Crime Scene: The Vanishing at the Cecil Hotel

Joe Berlinger
Der Mythos von Los Angeles als La-La-Land mag irgendwo am Leben sein, aber bestimmt nicht in den düsteren, neuen True-Crime-Miniserien auf Netflix. Die Jüngste in der Reihe, Crime Scene: The Vanishing at the Cecil Hotel, wartet mit einem unerwartet abgewogenen Tonfall auf.
Zwei Sachen fallen sofort auf, wenn man Netflix’ neue True-Crime-Miniserie Crime Scene: The Vanishing at the Cecil Hotel sieht. Erstens: Nach Night Stalker: The Hunt for a Serial Killer scheint der Streamingservice gerade endgültig mit einem Los-Angeles-Image aufräumen zu wollen, das ohnehin nur Leute haben können, die noch nie durch Downtown marschiert sind und den Sunset Boulevard eher aus La La Land kennen. Der Mythos lebt. Aber eben nicht hier, in Crime Scene, in dem ein Kriminalfall aus dem LA des jahres 2013 aufwickelt: Wenn jemandem die Chemie in den Venen gerade nicht bekommt, einen bad trip hat, oder ein allzu wütender Pimp durch die Strassen geht, dann wird in Downtown auch zweifelsohne mal das Messer gezückt, da macht die Serie keinen Hehl draus. Darum waren auch alle besorgt, als eine kanadische Touristin genau dort, aus dem Cecil Hotel inmitten der Stadt der Engel, verschwand.
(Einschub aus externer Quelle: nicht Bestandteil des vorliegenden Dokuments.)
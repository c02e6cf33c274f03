#[cfg(test)]
mod tests {
    use crate::ClusterError;
    use crate::cluster::{
        ClusterTag, Clusterer, Coordinate, CoordinateCollection, DEFAULT_MIN_POINTS, Dbscan,
        NeighbourSearch, region_query,
    };
    use quickcheck::{QuickCheck, TestResult};

    const BASES: [(f64, f64); 4] = [(0.0, 0.0), (10.0, 0.0), (0.0, 10.0), (10.0, 10.0)];

    /// 10 points on a 5x2 grid with 0.01 degree spacing around `base`
    fn square_cluster(base: (f64, f64)) -> Vec<Coordinate> {
        (0..10)
            .map(|i| {
                Coordinate::new(
                    base.0 + (i % 5) as f64 * 0.01,
                    base.1 + (i / 5) as f64 * 0.01,
                )
            })
            .collect()
    }

    fn four_squares() -> CoordinateCollection {
        BASES.iter().flat_map(|&b| square_cluster(b)).collect()
    }

    /// Deterministic pseudo-random points in a 1x1 degree box
    fn scattered(n: usize, seed: u64) -> CoordinateCollection {
        let mut state = seed;
        let mut next = || {
            state = state.wrapping_mul(6364136223846793005).wrapping_add(1442695040888963407);
            (state >> 11) as f64 / (1u64 << 53) as f64
        };
        (0..n).map(|_| Coordinate::new(30.0 + next(), 59.0 + next())).collect()
    }

    fn assert_partition(dbscan: &Dbscan, input: &CoordinateCollection) {
        let clustered: usize = dbscan.clusters().iter().map(|c| c.len()).sum();
        assert_eq!(clustered + dbscan.noise().len(), input.len());

        for (id, cluster) in dbscan.clusters().iter().enumerate() {
            assert!(cluster.iter().all(|c| c.tag() == ClusterTag::Cluster(id)));
        }
        assert!(dbscan.noise().iter().all(|c| c.is_noise()));

        let tagged_noise = input.iter().filter(|c| c.is_noise()).count();
        assert_eq!(tagged_noise, dbscan.noise().len());
        for (id, cluster) in dbscan.clusters().iter().enumerate() {
            let tagged = input.iter().filter(|c| c.cluster_id() == Some(id)).count();
            assert_eq!(tagged, cluster.len());
        }
    }

    #[test]
    fn test_four_square_clusters() {
        let mut coordinates = four_squares();
        let mut dbscan = Dbscan::new(0.01, 5);
        dbscan.analyse(&mut coordinates).unwrap();

        assert_eq!(dbscan.clusters().len(), 4);
        assert_eq!(dbscan.noise().len(), 0);
        for (cluster, base) in dbscan.clusters().iter().zip(BASES) {
            assert_eq!(cluster.len(), 10);
            let centroid = cluster.centroid().unwrap();
            assert!((centroid.longitude - (base.0 + 0.02)).abs() < 1e-9);
            assert!((centroid.latitude - (base.1 + 0.005)).abs() < 1e-9);
        }
        assert_partition(&dbscan, &coordinates);
    }

    #[test]
    fn test_interleaved_input_order() {
        let squares: Vec<Vec<Coordinate>> = BASES.iter().map(|&b| square_cluster(b)).collect();
        let mut coordinates: CoordinateCollection = (0..10)
            .flat_map(|i| squares.iter().map(move |s| s[i]))
            .collect();

        let mut dbscan = Dbscan::new(0.01, 5);
        dbscan.analyse(&mut coordinates).unwrap();

        assert_eq!(dbscan.clusters().len(), 4);
        assert!(dbscan.clusters().iter().all(|c| c.len() == 10));
        assert_eq!(dbscan.noise().len(), 0);
    }

    #[test]
    fn test_isolated_point_is_noise() {
        let mut coordinates: CoordinateCollection = vec![Coordinate::new(5.0, 5.0)].into();
        let mut dbscan = Dbscan::new(0.01, 2);
        dbscan.analyse(&mut coordinates).unwrap();

        assert_eq!(dbscan.clusters().len(), 0);
        assert_eq!(dbscan.noise().len(), 1);
        assert!(coordinates.get(0).unwrap().is_noise());
    }

    #[test]
    fn test_core_threshold_is_inclusive() {
        // the middle point has exactly 3 neighbours (itself included) at distance² 0.25
        let points = vec![
            Coordinate::new(0.0, 0.5),
            Coordinate::new(0.0, 0.0),
            Coordinate::new(0.0, -0.5),
        ];

        let mut coordinates: CoordinateCollection = points.clone().into();
        let mut dbscan = Dbscan::new(0.25, 3);
        dbscan.analyse(&mut coordinates).unwrap();
        assert_eq!(dbscan.clusters().len(), 1);
        assert_eq!(dbscan.clusters()[0].len(), 3);
        assert_eq!(dbscan.noise().len(), 0);
        // visited first as noise, then absorbed as a border point
        assert_eq!(coordinates.get(0).unwrap().cluster_id(), Some(0));

        let mut coordinates: CoordinateCollection = points.into();
        let mut dbscan = Dbscan::new(0.25, 4);
        dbscan.analyse(&mut coordinates).unwrap();
        assert_eq!(dbscan.clusters().len(), 0);
        assert_eq!(dbscan.noise().len(), 3);
    }

    #[test]
    fn test_shared_border_point_goes_to_last_cluster() {
        let border = Coordinate::new(0.0, 0.0);
        let mut coordinates: CoordinateCollection = vec![
            Coordinate::new(-1.0, 0.0),
            Coordinate::new(-1.0, 0.5),
            Coordinate::new(-1.0, -0.5),
            border,
            Coordinate::new(1.0, 0.0),
            Coordinate::new(1.0, 0.5),
            Coordinate::new(1.0, -0.5),
        ]
        .into();

        let mut dbscan = Dbscan::new(1.0, 4);
        dbscan.analyse(&mut coordinates).unwrap();

        assert_eq!(dbscan.clusters().len(), 2);
        assert_eq!(dbscan.clusters()[0].len(), 3);
        assert_eq!(dbscan.clusters()[1].len(), 4);
        assert_eq!(coordinates.get(3).unwrap().cluster_id(), Some(1));
        assert!(dbscan.clusters()[1].iter().any(|c| *c == border));
        assert_partition(&dbscan, &coordinates);
    }

    #[test]
    fn test_empty_input() {
        let mut coordinates = CoordinateCollection::new();
        let mut dbscan = Dbscan::with_epsilon(0.01);
        dbscan.analyse(&mut coordinates).unwrap();

        assert_eq!(dbscan.epsilon(), 0.01);
        assert_eq!(dbscan.min_points(), DEFAULT_MIN_POINTS);
        assert!(dbscan.clusters().is_empty());
        assert!(dbscan.noise().is_empty());
    }

    #[test]
    fn test_invalid_epsilon() {
        let mut coordinates = four_squares();
        for eps in [-0.1, f64::NAN, f64::INFINITY] {
            let mut dbscan = Dbscan::new(eps, 5);
            assert!(matches!(
                dbscan.analyse(&mut coordinates),
                Err(ClusterError::InvalidParameter { name: "epsilon", .. })
            ));
        }
        assert!(coordinates.iter().all(|c| !c.is_classified()));
    }

    #[test]
    fn test_rerun_after_reset_is_deterministic() {
        let mut coordinates = scattered(300, 7);
        let mut dbscan = Dbscan::new(0.005, 4);

        dbscan.analyse(&mut coordinates).unwrap();
        let first: Vec<ClusterTag> = coordinates.iter().map(|c| c.tag()).collect();
        let clusters = dbscan.clusters().len();

        coordinates.reset_tags();
        dbscan.analyse(&mut coordinates).unwrap();
        let second: Vec<ClusterTag> = coordinates.iter().map(|c| c.tag()).collect();

        assert_eq!(first, second);
        assert_eq!(clusters, dbscan.clusters().len());
        assert_partition(&dbscan, &coordinates);
    }

    #[test]
    fn test_non_finite_coordinate_is_rejected() {
        let mut coordinates = four_squares();
        coordinates.add(Coordinate::new(f64::NAN, 0.0));
        for search in [NeighbourSearch::BruteForce, NeighbourSearch::KdTree] {
            let mut dbscan = Dbscan::new(0.0005, 5).with_search(search);
            assert_eq!(
                dbscan.analyse(&mut coordinates).unwrap_err(),
                ClusterError::NonFiniteCoordinate { index: 40 }
            );
            assert!(dbscan.clusters().is_empty());
        }
        assert!(coordinates.iter().all(|c| !c.is_classified()));
    }

    #[test]
    fn test_prelabelled_input_is_kept_until_reset() {
        let mut coordinates = four_squares();
        coordinates.update_all_cluster_id(0);

        let mut dbscan = Dbscan::new(0.0005, 5);
        dbscan.analyse(&mut coordinates).unwrap();
        assert_eq!(dbscan.clusters().len(), 1);
        assert_eq!(dbscan.clusters()[0].len(), 40);
        assert!(dbscan.noise().is_empty());

        coordinates.reset_tags();
        dbscan.analyse(&mut coordinates).unwrap();
        assert_eq!(dbscan.clusters().len(), 4);
        assert_partition(&dbscan, &coordinates);
    }

    #[test]
    fn test_kd_tree_search_matches_brute_force() {
        for seed in [1, 2, 3] {
            let mut brute_input = scattered(400, seed);
            let mut tree_input = brute_input.clone();

            let mut brute = Dbscan::new(0.004, 5);
            brute.analyse(&mut brute_input).unwrap();
            let mut tree = Dbscan::new(0.004, 5).with_search(NeighbourSearch::KdTree);
            tree.analyse(&mut tree_input).unwrap();

            let brute_tags: Vec<ClusterTag> = brute_input.iter().map(|c| c.tag()).collect();
            let tree_tags: Vec<ClusterTag> = tree_input.iter().map(|c| c.tag()).collect();
            assert_eq!(brute_tags, tree_tags);
            assert_eq!(brute.noise().len(), tree.noise().len());
        }
    }

    #[test]
    fn test_region_query_includes_self() {
        let points = vec![
            Coordinate::new(30.244759, 59.955982),
            Coordinate::new(30.24472, 59.955975),
            Coordinate::new(30.244358, 59.96698),
            Coordinate::new(30.434124, 60.029499),
        ];
        assert_eq!(region_query(&points, &points[0], 1e-6), vec![0, 1]);
        assert_eq!(region_query(&points, &points[3], 1e-6), vec![3]);
        assert_eq!(region_query(&points, &points[0], 0.0), vec![0]);
    }

    fn prop_partition(points: Vec<(i8, i8)>, min_points: u8) -> TestResult {
        let mut coordinates: CoordinateCollection = points
            .iter()
            .map(|&(x, y)| Coordinate::new(x as f64 / 10.0, y as f64 / 10.0))
            .collect();
        let mut dbscan = Dbscan::new(0.05, (min_points % 6) as usize);
        if dbscan.analyse(&mut coordinates).is_err() {
            return TestResult::failed();
        }

        let clustered: usize = dbscan.clusters().iter().map(|c| c.len()).sum();
        let complete = clustered + dbscan.noise().len() == points.len();
        let no_empty = dbscan.clusters().iter().all(|c| !c.is_empty());
        let all_visited = coordinates.iter().all(|c| c.is_classified());
        TestResult::from_bool(complete && no_empty && all_visited)
    }

    #[test]
    fn test_partition_property() {
        QuickCheck::new()
            .tests(200)
            .quickcheck(prop_partition as fn(Vec<(i8, i8)>, u8) -> TestResult);
    }
}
Und zweitens: True Crime funktioniert nicht mehr ohne das Internet, ohne Youtuber*innen und sogenannte digital sleuths, Detektiv*innen im Netz. Sie sind es, die die Social-Media-Kanäle der Polizeistationen durchforsten und unaufgeklärte Fälle entdecken, um sie im Internet zum Phänomen zu machen. Die quasi die Aufmerksamkeitsökonomie regieren, die dann offensichtlich wieder entscheidet, welche Fälle es zur Miniserie auf Netflix schaffen. Auch nach dem Verschwinden von Elisa Lam waren sie es, die ein Video auf der polizeilichen Website fanden, das ominöser und suggestiver kaum hätte sein können: Die junge Studentin ist da winkend, tanzend, sich versteckend, mehrere Knöpfe auf einmal drückend im Lift des Cecils zu sehen – ganz allein und verdächtig aufgedreht erscheint sie, und es soll die letzte Spur der 21-Jährigen sein, bevor sie verschwindet. Polizistenköpfe rauchen, das Internet tippt sich mit Verschwörungstheorien die Finger wund.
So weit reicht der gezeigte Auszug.